SUPPLIED RECORDS:
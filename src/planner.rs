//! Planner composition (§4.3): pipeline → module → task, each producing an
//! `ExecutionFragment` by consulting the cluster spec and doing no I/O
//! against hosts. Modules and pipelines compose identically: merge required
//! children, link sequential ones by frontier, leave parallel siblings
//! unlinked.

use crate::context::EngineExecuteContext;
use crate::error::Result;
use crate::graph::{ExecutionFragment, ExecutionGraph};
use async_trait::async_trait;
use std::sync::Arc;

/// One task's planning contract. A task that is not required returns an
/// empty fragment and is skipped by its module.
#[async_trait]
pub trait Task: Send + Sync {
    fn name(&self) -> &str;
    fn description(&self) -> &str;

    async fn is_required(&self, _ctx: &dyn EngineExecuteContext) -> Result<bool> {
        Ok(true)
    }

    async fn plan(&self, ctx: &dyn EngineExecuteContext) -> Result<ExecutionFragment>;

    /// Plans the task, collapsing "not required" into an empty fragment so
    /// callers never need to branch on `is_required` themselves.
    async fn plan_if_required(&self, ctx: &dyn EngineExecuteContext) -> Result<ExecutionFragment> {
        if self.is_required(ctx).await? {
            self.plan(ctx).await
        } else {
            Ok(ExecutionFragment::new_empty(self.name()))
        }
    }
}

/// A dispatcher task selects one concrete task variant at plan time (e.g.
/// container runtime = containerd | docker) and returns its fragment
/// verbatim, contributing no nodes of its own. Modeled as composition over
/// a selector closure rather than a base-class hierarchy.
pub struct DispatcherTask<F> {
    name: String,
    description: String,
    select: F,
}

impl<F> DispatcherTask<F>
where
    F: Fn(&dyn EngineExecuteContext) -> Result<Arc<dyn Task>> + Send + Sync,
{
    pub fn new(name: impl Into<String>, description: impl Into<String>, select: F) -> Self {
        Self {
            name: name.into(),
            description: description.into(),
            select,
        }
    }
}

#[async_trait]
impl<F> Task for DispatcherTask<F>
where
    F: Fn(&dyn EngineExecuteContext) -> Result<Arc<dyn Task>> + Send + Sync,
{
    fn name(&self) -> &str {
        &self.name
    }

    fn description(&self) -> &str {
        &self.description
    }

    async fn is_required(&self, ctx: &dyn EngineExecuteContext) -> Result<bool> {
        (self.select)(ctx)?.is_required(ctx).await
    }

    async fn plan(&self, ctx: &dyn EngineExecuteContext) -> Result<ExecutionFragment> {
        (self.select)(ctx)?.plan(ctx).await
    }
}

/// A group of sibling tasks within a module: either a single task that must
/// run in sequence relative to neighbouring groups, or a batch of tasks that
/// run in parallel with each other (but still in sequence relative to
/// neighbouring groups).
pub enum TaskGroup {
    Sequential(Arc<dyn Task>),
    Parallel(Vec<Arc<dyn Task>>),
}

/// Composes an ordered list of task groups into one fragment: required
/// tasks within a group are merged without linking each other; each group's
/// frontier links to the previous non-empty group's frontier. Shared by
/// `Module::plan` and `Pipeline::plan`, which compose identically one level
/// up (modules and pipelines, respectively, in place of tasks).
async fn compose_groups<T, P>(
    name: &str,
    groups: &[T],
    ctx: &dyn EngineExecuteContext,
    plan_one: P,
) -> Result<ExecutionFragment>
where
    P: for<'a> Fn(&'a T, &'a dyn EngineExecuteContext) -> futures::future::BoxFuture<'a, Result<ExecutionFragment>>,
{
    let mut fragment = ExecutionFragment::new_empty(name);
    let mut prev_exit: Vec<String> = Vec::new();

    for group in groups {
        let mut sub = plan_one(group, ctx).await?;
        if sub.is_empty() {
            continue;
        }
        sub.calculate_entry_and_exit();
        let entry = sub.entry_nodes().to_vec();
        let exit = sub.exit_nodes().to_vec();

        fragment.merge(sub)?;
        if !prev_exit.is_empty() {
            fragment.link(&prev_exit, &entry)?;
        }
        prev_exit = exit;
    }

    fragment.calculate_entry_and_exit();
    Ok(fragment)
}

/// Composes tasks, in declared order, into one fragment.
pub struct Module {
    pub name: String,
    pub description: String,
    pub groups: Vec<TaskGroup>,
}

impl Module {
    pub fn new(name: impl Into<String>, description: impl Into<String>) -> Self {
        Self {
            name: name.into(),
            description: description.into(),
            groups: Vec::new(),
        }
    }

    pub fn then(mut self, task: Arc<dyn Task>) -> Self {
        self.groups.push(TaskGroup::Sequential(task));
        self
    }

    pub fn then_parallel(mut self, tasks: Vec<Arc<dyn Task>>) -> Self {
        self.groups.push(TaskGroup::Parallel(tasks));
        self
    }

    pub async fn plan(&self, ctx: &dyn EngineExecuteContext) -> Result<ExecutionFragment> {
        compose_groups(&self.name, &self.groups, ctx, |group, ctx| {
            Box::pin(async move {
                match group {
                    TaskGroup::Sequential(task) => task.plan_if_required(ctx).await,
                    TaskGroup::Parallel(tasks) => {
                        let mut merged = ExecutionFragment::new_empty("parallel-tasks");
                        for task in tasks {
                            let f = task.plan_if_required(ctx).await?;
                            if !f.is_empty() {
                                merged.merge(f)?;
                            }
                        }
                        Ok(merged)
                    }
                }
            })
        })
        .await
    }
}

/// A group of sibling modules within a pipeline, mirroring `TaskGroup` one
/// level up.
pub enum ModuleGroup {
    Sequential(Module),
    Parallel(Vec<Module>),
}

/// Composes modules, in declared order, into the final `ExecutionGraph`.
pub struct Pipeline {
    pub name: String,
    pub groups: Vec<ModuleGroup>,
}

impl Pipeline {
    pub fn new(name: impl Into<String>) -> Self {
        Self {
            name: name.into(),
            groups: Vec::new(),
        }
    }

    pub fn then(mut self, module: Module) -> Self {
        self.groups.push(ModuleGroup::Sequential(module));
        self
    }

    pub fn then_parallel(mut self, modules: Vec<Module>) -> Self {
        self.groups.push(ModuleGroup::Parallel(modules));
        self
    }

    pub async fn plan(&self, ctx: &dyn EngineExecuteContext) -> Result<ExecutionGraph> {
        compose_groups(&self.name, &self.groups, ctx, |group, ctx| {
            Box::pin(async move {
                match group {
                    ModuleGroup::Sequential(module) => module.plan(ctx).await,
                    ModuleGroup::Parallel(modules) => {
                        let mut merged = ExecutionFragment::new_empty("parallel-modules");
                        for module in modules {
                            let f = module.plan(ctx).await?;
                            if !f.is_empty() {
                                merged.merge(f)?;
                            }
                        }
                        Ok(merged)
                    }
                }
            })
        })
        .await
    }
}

ACTIVITY: Each line with "enum" in it must be identified and copied from the material.

RESULT FOR THIS EXERCISE:
pub enum TaskGroup {
pub enum ModuleGroup {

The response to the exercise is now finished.